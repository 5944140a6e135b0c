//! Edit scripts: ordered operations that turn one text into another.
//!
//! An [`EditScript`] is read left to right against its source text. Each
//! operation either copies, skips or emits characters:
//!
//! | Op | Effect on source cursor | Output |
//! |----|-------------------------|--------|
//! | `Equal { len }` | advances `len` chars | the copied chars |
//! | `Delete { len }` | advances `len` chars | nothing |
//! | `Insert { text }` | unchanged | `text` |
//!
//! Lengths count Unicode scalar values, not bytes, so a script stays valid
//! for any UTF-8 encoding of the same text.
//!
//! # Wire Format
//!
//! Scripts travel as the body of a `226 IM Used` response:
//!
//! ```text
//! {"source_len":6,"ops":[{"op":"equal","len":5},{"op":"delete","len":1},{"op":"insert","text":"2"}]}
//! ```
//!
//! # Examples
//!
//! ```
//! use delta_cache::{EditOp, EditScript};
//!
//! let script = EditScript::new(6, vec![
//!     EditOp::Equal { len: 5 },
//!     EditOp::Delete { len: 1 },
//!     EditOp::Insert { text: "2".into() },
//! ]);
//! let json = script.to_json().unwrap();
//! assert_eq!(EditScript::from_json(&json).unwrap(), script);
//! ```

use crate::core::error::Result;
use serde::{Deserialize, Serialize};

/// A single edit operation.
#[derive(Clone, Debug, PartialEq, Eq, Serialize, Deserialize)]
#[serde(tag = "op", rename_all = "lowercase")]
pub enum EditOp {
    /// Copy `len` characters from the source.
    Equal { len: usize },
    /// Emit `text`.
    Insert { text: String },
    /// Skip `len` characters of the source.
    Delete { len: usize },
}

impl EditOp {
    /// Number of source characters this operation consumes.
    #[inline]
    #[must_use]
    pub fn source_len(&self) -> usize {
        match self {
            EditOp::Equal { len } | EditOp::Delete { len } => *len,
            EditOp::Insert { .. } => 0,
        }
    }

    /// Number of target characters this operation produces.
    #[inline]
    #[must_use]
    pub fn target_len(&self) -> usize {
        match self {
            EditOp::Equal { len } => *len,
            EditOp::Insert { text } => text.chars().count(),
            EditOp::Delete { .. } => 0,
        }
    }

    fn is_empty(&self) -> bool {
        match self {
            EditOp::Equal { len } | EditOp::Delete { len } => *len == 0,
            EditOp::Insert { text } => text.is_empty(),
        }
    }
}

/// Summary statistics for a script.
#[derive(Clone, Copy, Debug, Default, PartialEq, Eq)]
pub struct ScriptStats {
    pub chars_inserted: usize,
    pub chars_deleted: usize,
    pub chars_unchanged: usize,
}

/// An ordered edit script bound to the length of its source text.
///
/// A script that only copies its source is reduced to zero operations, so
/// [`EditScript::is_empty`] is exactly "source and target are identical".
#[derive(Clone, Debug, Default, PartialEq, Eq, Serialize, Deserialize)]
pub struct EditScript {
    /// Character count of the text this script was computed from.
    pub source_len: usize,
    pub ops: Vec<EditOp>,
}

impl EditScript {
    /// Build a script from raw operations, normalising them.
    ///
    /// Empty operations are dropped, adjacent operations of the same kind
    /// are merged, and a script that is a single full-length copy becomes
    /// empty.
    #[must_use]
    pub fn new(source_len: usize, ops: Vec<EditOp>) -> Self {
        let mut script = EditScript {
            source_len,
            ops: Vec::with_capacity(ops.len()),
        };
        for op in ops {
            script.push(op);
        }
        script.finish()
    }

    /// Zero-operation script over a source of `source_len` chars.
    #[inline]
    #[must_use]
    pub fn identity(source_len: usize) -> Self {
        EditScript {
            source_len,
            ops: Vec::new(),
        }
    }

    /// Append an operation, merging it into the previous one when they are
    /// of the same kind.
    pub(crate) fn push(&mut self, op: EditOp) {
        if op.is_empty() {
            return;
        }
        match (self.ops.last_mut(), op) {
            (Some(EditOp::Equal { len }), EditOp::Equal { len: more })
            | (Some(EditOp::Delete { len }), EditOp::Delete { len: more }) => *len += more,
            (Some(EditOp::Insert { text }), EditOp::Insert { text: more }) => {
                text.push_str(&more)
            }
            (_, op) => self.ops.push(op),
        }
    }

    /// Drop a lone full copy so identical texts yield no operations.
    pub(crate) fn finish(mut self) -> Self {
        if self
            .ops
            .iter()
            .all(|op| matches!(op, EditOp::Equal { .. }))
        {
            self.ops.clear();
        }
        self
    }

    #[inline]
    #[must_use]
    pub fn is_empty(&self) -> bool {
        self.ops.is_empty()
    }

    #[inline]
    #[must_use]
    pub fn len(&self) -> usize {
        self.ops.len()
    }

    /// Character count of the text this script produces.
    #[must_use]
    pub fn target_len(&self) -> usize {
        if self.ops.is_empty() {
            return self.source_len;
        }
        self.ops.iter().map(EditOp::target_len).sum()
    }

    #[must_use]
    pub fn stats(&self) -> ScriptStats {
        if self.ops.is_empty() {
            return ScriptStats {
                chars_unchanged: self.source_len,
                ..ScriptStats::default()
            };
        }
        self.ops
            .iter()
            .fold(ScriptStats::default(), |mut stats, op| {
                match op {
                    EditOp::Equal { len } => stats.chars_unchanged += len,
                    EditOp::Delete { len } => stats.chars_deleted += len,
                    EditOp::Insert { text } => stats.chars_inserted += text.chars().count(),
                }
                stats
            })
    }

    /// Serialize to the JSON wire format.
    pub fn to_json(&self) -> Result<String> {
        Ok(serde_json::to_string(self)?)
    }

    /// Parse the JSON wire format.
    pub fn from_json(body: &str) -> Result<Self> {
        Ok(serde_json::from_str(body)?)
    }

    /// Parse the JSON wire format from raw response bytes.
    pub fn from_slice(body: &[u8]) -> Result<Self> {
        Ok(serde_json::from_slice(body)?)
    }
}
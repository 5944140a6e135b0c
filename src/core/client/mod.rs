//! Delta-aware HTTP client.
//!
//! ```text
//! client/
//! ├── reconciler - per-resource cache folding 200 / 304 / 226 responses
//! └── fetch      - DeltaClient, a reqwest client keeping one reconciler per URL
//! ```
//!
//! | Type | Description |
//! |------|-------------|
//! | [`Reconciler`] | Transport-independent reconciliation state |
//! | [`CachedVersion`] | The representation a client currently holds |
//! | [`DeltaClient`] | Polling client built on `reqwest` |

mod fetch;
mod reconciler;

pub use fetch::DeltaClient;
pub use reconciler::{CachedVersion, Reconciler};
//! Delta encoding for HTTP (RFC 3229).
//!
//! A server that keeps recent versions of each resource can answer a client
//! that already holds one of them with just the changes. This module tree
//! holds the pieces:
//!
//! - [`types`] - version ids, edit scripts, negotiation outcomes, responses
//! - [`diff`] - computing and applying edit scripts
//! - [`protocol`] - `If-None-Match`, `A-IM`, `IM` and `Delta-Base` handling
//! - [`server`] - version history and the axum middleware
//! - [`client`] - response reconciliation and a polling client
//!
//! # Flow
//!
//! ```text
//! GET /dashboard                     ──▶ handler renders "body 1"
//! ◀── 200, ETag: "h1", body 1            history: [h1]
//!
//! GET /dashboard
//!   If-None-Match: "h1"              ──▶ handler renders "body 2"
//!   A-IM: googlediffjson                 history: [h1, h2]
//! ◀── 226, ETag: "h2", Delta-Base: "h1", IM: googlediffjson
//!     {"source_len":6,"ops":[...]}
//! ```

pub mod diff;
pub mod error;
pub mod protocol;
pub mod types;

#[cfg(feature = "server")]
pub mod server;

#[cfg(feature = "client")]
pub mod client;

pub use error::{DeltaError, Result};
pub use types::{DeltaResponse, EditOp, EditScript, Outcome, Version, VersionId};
_ _ _
--- Task instructions ---
Every entry above should be given again exactly as shown.

--- Response to the exercise ---
repository 5944140a6e135b0c
//! Edit scripts: ordered operations that turn one text into another.
//!
//! An [`EditScript`] is read left to right against its source text. Each
//! operation either copies, skips or emits characters:
//!
//! | Op | Effect on source cursor | Output |
//! |----|-------------------------|--------|
//! | `Equal { len }` | advances `len` chars | the copied chars |
//! | `Delete { len }` | advances `len` chars | nothing |
//! | `Insert { text }` | unchanged | `text` |
//!
//! Lengths count Unicode scalar values, not bytes, so a script stays valid
//! for any UTF-8 encoding of the same text.
//!
//! # Wire Format
//!
//! Scripts travel as the body of a `226 IM Used` response:
//!
//! ```text
//! {"source_len":6,"ops":[{"op":"equal","len":5},{"op":"delete","len":1},{"op":"insert","text":"2"}]}
//! ```
//!
//! # Examples
//!
//! ```
//! use delta_cache::{EditOp, EditScript};
//!
//! let script = EditScript::new(6, vec![
//!     EditOp::Equal { len: 5 },
//!     EditOp::Delete { len: 1 },
//!     EditOp::Insert { text: "2".into() },
//! ]);
//! let json = script.to_json().unwrap();
//! assert_eq!(EditScript::from_json(&json).unwrap(), script);
//! ```

use crate::core::error::Result;
use serde::{Deserialize, Serialize};

/// A single edit operation.
#[derive(Clone, Debug, PartialEq, Eq, Serialize, Deserialize)]
#[serde(tag = "op", rename_all = "lowercase")]
pub enum EditOp {
    /// Copy `len` characters from the source.
    Equal { len: usize },
    /// Emit `text`.
    Insert { text: String },
    /// Skip `len` characters of the source.
    Delete { len: usize },
}

impl EditOp {
    /// Number of source characters this operation consumes.
    #[inline]
    #[must_use]
    pub fn source_len(&self) -> usize {
        match self {
            EditOp::Equal { len } | EditOp::Delete { len } => *len,
            EditOp::Insert { .. } => 0,
        }
    }

    /// Number of target characters this operation produces.
    #[inline]
    #[must_use]
    pub fn target_len(&self) -> usize {
        match self {
            EditOp::Equal { len } => *len,
            EditOp::Insert { text } => text.chars().count(),
            EditOp::Delete { .. } => 0,
        }
    }

    fn is_empty(&self) -> bool {
        match self {
            EditOp::Equal { len } | EditOp::Delete { len } => *len == 0,
            EditOp::Insert { text } => text.is_empty(),
        }
    }
}

/// Summary statistics for a script.
#[derive(Clone, Copy, Debug, Default, PartialEq, Eq)]
pub struct ScriptStats {
    pub chars_inserted: usize,
    pub chars_deleted: usize,
    pub chars_unchanged: usize,
}

/// An ordered edit script bound to the length of its source text.
///
/// A script that only copies its source is reduced to zero operations, so
/// [`EditScript::is_empty`] is exactly "source and target are identical".
#[derive(Clone, Debug, Default, PartialEq, Eq, Serialize, Deserialize)]
pub struct EditScript {
    /// Character count of the text this script was computed from.
    pub source_len: usize,
    pub ops: Vec<EditOp>,
}

impl EditScript {
    /// Build a script from raw operations, normalising them.
    ///
    /// Empty operations are dropped, adjacent operations of the same kind
    /// are merged, and a script that is a single full-length copy becomes
    /// empty.
    #[must_use]
    pub fn new(source_len: usize, ops: Vec<EditOp>) -> Self {
        let mut script = EditScript {
            source_len,
            ops: Vec::with_capacity(ops.len()),
        };
        for op in ops {
            script.push(op);
        }
        script.finish()
    }

    /// Zero-operation script over a source of `source_len` chars.
    #[inline]
    #[must_use]
    pub fn identity(source_len: usize) -> Self {
        EditScript {
            source_len,
            ops: Vec::new(),
        }
    }

    /// Append an operation, merging it into the previous one when they are
    /// of the same kind.
    pub(crate) fn push(&mut self, op: EditOp) {
        if op.is_empty() {
            return;
        }
        match (self.ops.last_mut(), op) {
            (Some(EditOp::Equal { len }), EditOp::Equal { len: more })
            | (Some(EditOp::Delete { len }), EditOp::Delete { len: more }) => *len += more,
            (Some(EditOp::Insert { text }), EditOp::Insert { text: more }) => {
                text.push_str(&more)
            }
            (_, op) => self.ops.push(op),
        }
    }

    /// Drop a lone full copy so identical texts yield no operations.
    pub(crate) fn finish(mut self) -> Self {
        if self
            .ops
            .iter()
            .all(|op| matches!(op, EditOp::Equal { .. }))
        {
            self.ops.clear();
        }
        self
    }

    #[inline]
    #[must_use]
    pub fn is_empty(&self) -> bool {
        self.ops.is_empty()
    }

    #[inline]
    #[must_use]
    pub fn len(&self) -> usize {
        self.ops.len()
    }

    /// Character count of the text this script produces.
    #[must_use]
    pub fn target_len(&self) -> usize {
        if self.ops.is_empty() {
            return self.source_len;
        }
        self.ops.iter().map(EditOp::target_len).sum()
    }

    #[must_use]
    pub fn stats(&self) -> ScriptStats {
        if self.ops.is_empty() {
            return ScriptStats {
                chars_unchanged: self.source_len,
                ..ScriptStats::default()
            };
        }
        self.ops
            .iter()
            .fold(ScriptStats::default(), |mut stats, op| {
                match op {
                    EditOp::Equal { len } => stats.chars_unchanged += len,
                    EditOp::Delete { len } => stats.chars_deleted += len,
                    EditOp::Insert { text } => stats.chars_inserted += text.chars().count(),
                }
                stats
            })
    }

    /// Serialize to the JSON wire format.
    pub fn to_json(&self) -> Result<String> {
        Ok(serde_json::to_string(self)?)
    }

    /// Parse the JSON wire format.
    pub fn from_json(body: &str) -> Result<Self> {
        Ok(serde_json::from_str(body)?)
    }

    /// Parse the JSON wire format from raw response bytes.
    pub fn from_slice(body: &[u8]) -> Result<Self> {
        Ok(serde_json::from_slice(body)?)
    }
}
repository 5944140a6e135b0c
filename src/core/client/mod.rs
//! Delta-aware HTTP client.
//!
//! ```text
//! client/
//! ├── reconciler - per-resource cache folding 200 / 304 / 226 responses
//! └── fetch      - DeltaClient, a reqwest client keeping one reconciler per URL
//! ```
//!
//! | Type | Description |
//! |------|-------------|
//! | [`Reconciler`] | Transport-independent reconciliation state |
//! | [`CachedVersion`] | The representation a client currently holds |
//! | [`DeltaClient`] | Polling client built on `reqwest` |

mod fetch;
mod reconciler;

pub use fetch::DeltaClient;
pub use reconciler::{CachedVersion, Reconciler};
//! Delta encoding for HTTP (RFC 3229).
//!
//! A server that keeps recent versions of each resource can answer a client
//! that already holds one of them with just the changes. This module tree
//! holds the pieces:
//!
//! - [`types`] - version ids, edit scripts, negotiation outcomes, responses
//! - [`diff`] - computing and applying edit scripts
//! - [`protocol`] - `If-None-Match`, `A-IM`, `IM` and `Delta-Base` handling
//! - [`server`] - version history and the axum middleware
//! - [`client`] - response reconciliation and a polling client
//!
//! # Flow
//!
//! ```text
//! GET /dashboard                     ──▶ handler renders "body 1"
//! ◀── 200, ETag: "h1", body 1            history: [h1]
//!
//! GET /dashboard
//!   If-None-Match: "h1"              ──▶ handler renders "body 2"
//!   A-IM: googlediffjson                 history: [h1, h2]
//! ◀── 226, ETag: "h2", Delta-Base: "h1", IM: googlediffjson
//!     {"source_len":6,"ops":[...]}
//! ```

pub mod diff;
pub mod error;
pub mod protocol;
pub mod types;

#[cfg(feature = "server")]
pub mod server;

#[cfg(feature = "client")]
pub mod client;

pub use error::{DeltaError, Result};
pub use types::{DeltaResponse, EditOp, EditScript, Outcome, Version, VersionId};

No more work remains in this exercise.